Due to many advantages such as higher statistical power of detecting the association of genetic variants in human disorders and cost saving, extreme phenotype sequencing (EPS) is a rapidly emerging study design in epidemiological and clinical studies investigating how genetic variations associate with complex phenotypes. However, the investigation of the mediation effect of genetic variants on phenotypes is strictly restrictive under the EPS design because existing methods cannot well accommodate the non-random extreme tails sampling process incurred by the EPS design. In this paper, we propose a likelihood approach for testing the mediation effect of genetic variants through continuous and binary mediators on a continuous phenotype under the EPS design (GMEPS). Besides implementing in EPS design, it can also be utilized as a general mediation analysis procedure.
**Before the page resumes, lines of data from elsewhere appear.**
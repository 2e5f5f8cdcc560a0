//! Simple cycle enumeration kernel.
//!
//! Round-tripping funds through a chain of accounts shows up as a directed
//! cycle in the transaction graph. This kernel enumerates every simple cycle
//! whose length falls inside a configured window.

use crate::types::{Cycle, TransactionGraph};
use fraudnet_core::{domain::Domain, kernel::KernelMetadata, traits::AnalysisKernel};
use petgraph::algo::tarjan_scc;
use petgraph::graph::NodeIndex;

/// Default shortest reported cycle.
pub const DEFAULT_MIN_LENGTH: usize = 3;
/// Default longest reported cycle.
pub const DEFAULT_MAX_LENGTH: usize = 5;

/// Bounded simple-cycle enumeration.
///
/// Every cycle is rooted at its lowest-index member and extended only
/// through higher-index members of the same strongly connected component,
/// so each simple cycle is reported exactly once. Search depth never exceeds
/// the maximum length, which keeps the combinatorial cost on dense graphs in
/// the caller's hands.
#[derive(Debug, Clone)]
pub struct CycleDetector {
    metadata: KernelMetadata,
}

impl Default for CycleDetector {
    fn default() -> Self {
        Self::new()
    }
}

impl CycleDetector {
    /// Create a new cycle detection kernel.
    #[must_use]
    pub fn new() -> Self {
        Self {
            metadata: KernelMetadata::batch("graph/cycle-detection", Domain::GraphAnalytics)
                .with_description("Length-bounded simple directed cycle enumeration"),
        }
    }

    /// Enumerate simple cycles with `min_length <= len <= max_length`.
    ///
    /// Cycles come out ordered by root node, then by depth-first traversal
    /// over successors in node index order. The order is fixed for a given
    /// graph.
    pub fn compute(graph: &TransactionGraph, min_length: usize, max_length: usize) -> Vec<Cycle> {
        let g = graph.inner();
        let n = g.node_count();
        if n == 0 || max_length == 0 || min_length > max_length {
            return Vec::new();
        }

        let mut component = vec![0usize; n];
        for (id, scc) in tarjan_scc(g).into_iter().enumerate() {
            for node in scc {
                component[node.index()] = id;
            }
        }

        // Successors restricted to the same SCC, in index order.
        let successors: Vec<Vec<usize>> = (0..n)
            .map(|u| {
                let mut next: Vec<usize> = g
                    .neighbors(NodeIndex::new(u))
                    .map(|v| v.index())
                    .filter(|&v| component[v] == component[u])
                    .collect();
                next.sort_unstable();
                next.dedup();
                next
            })
            .collect();

        let mut search = CycleSearch {
            successors: &successors,
            min_length,
            max_length,
            path: Vec::with_capacity(max_length),
            on_path: vec![false; n],
            found: Vec::new(),
        };

        for root in 0..n {
            search.path.push(root);
            search.on_path[root] = true;
            search.extend(root, root);
            search.on_path[root] = false;
            search.path.pop();
        }

        search
            .found
            .into_iter()
            .map(|members| Cycle(members.into_iter().map(|i| g[NodeIndex::new(i)].clone()).collect()))
            .collect()
    }
}

struct CycleSearch<'a> {
    successors: &'a [Vec<usize>],
    min_length: usize,
    max_length: usize,
    path: Vec<usize>,
    on_path: Vec<bool>,
    found: Vec<Vec<usize>>,
}

impl CycleSearch<'_> {
    fn extend(&mut self, root: usize, node: usize) {
        for &next in &self.successors[node] {
            if next == root {
                if self.path.len() >= self.min_length {
                    self.found.push(self.path.clone());
                }
            } else if next > root && !self.on_path[next] && self.path.len() < self.max_length {
                self.path.push(next);
                self.on_path[next] = true;
                self.extend(root, next);
                self.on_path[next] = false;
                self.path.pop();
            }
        }
    }
}

impl AnalysisKernel for CycleDetector {
    fn metadata(&self) -> &KernelMetadata {
        &self.metadata
    }
}

#[cfg(test)]
mod tests {
    use super::*;
    use std::collections::HashSet;

    fn graph(edges: &[(&str, &str)]) -> TransactionGraph {
        let mut g = TransactionGraph::new();
        for (a, b) in edges {
            g.add_flow(a, b, 1.0);
        }
        g
    }

    fn is_valid_cycle(g: &TransactionGraph, cycle: &Cycle) -> bool {
        let members = cycle.members();
        let distinct: HashSet<&String> = members.iter().collect();
        distinct.len() == members.len()
            && (0..members.len())
                .all(|i| g.weight(&members[i], &members[(i + 1) % members.len()]).is_some())
    }

    #[test]
    fn test_cycle_metadata() {
        let kernel = CycleDetector::new();
        assert_eq!(kernel.metadata().id, "graph/cycle-detection");
    }

    #[test]
    fn test_triangle() {
        let g = graph(&[("A", "B"), ("B", "C"), ("C", "A")]);
        let cycles = CycleDetector::compute(&g, 3, 5);

        assert_eq!(cycles.len(), 1);
        assert_eq!(cycles[0].members(), ["A", "B", "C"]);
    }

    #[test]
    fn test_back_and_forth_excluded() {
        let g = graph(&[("A", "B"), ("B", "A")]);
        assert!(CycleDetector::compute(&g, 3, 5).is_empty());

        let cycles = CycleDetector::compute(&g, 2, 5);
        assert_eq!(cycles.len(), 1);
        assert_eq!(cycles[0].len(), 2);
    }

    #[test]
    fn test_self_loop() {
        let g = graph(&[("A", "A"), ("A", "B"), ("B", "C"), ("C", "A")]);

        let cycles = CycleDetector::compute(&g, 3, 5);
        assert_eq!(cycles.len(), 1);

        let cycles = CycleDetector::compute(&g, 1, 5);
        assert_eq!(cycles.len(), 2);
        assert!(cycles.iter().any(|c| c.members() == ["A"]));
    }

    #[test]
    fn test_length_window() {
        // 4-cycle A->B->C->D->A with a chord C->A giving a triangle.
        let g = graph(&[("A", "B"), ("B", "C"), ("C", "D"), ("D", "A"), ("C", "A")]);

        let all = CycleDetector::compute(&g, 3, 5);
        assert_eq!(all.len(), 2);

        let only_four = CycleDetector::compute(&g, 4, 4);
        assert_eq!(only_four.len(), 1);
        assert_eq!(only_four[0].members(), ["A", "B", "C", "D"]);

        let only_three = CycleDetector::compute(&g, 3, 3);
        assert_eq!(only_three.len(), 1);
        assert_eq!(only_three[0].len(), 3);
    }

    #[test]
    fn test_overlapping_cycles_each_reported_once() {
        // Two triangles sharing B: A->B->C->A and B->D->E->B.
        let g = graph(&[
            ("A", "B"),
            ("B", "C"),
            ("C", "A"),
            ("B", "D"),
            ("D", "E"),
            ("E", "B"),
        ]);

        let cycles = CycleDetector::compute(&g, 3, 5);
        assert_eq!(cycles.len(), 2);
        for cycle in &cycles {
            assert!(is_valid_cycle(&g, cycle));
        }

        let unique: HashSet<Vec<String>> = cycles.iter().map(|c| c.0.clone()).collect();
        assert_eq!(unique.len(), 2);
    }

    #[test]
    fn test_complete_digraph() {
        // K4 with both directions: simple cycles of length 3 = 8, length 4 = 6.
        let nodes = ["A", "B", "C", "D"];
        let mut edges = Vec::new();
        for a in nodes {
            for b in nodes {
                if a != b {
                    edges.push((a, b));
                }
            }
        }
        let g = graph(&edges);

        let cycles = CycleDetector::compute(&g, 3, 4);
        assert_eq!(cycles.iter().filter(|c| c.len() == 3).count(), 8);
        assert_eq!(cycles.iter().filter(|c| c.len() == 4).count(), 6);
        assert!(cycles.iter().all(|c| is_valid_cycle(&g, c)));
    }

    #[test]
    fn test_acyclic_and_empty() {
        let g = graph(&[("A", "B"), ("B", "C"), ("A", "C")]);
        assert!(CycleDetector::compute(&g, 3, 5).is_empty());
        assert!(CycleDetector::compute(&TransactionGraph::new(), 3, 5).is_empty());
    }

    #[test]
    fn test_deterministic() {
        let g = graph(&[("A", "B"), ("B", "C"), ("C", "A"), ("C", "D"), ("D", "A")]);
        assert_eq!(CycleDetector::compute(&g, 3, 5), CycleDetector::compute(&g, 3, 5));
    }
}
Extensive simulations and two real data applications of a genome-wide association study of benign ethnic neutropenia under EPS design and a candidate-gene study of neurocognitive performance in patients with sickle cell disease under random sampling design demonstrate the superiority of GMEPS under the EPS design over widely used mediation analysis procedures, while demonstrating compatible capabilities under the general random sampling framework.


Corresponding author: Guolian Kang, Department of Biostatistics, St. Jude Children’s Research Hospital, Memphis 38105, TN, USA, E-mail:

Acknowledgments

We acknowledge dbGAP for approval of our use of benign ethnic neutropenia data. The data were obtained from Matthew Hsieh’s ancillary proposal to the Reasons of Geographic and Racial Differences in Stroke (REGARDS) study. Matthew Hsieh is supported by the intramural research program of NHLBI and NIDDK at NIH. Genotyping services were provided by the Center for Inherited Disease Research (CIDR). CIDR is funded through a federal contract from the National Institutes of Health to The Johns Hopkins University, contract number HHSN268200782096C and HHSN268201100011I. This manuscript was also prepared using CSSCD Research Materials obtained from the NHLBI Biologic Specimen and Data Repository information Coordinating Center and does not necessarily reflect the opinions or views of the CSSCD or the NHLBI. We acknowledge the High Performance Computing Facility (HPCF) at SJCRH for providing shared HPC resources that have contributed to the research results reported within this article. We also thank reviewers whose suggestions helped improve and clarify this manuscript.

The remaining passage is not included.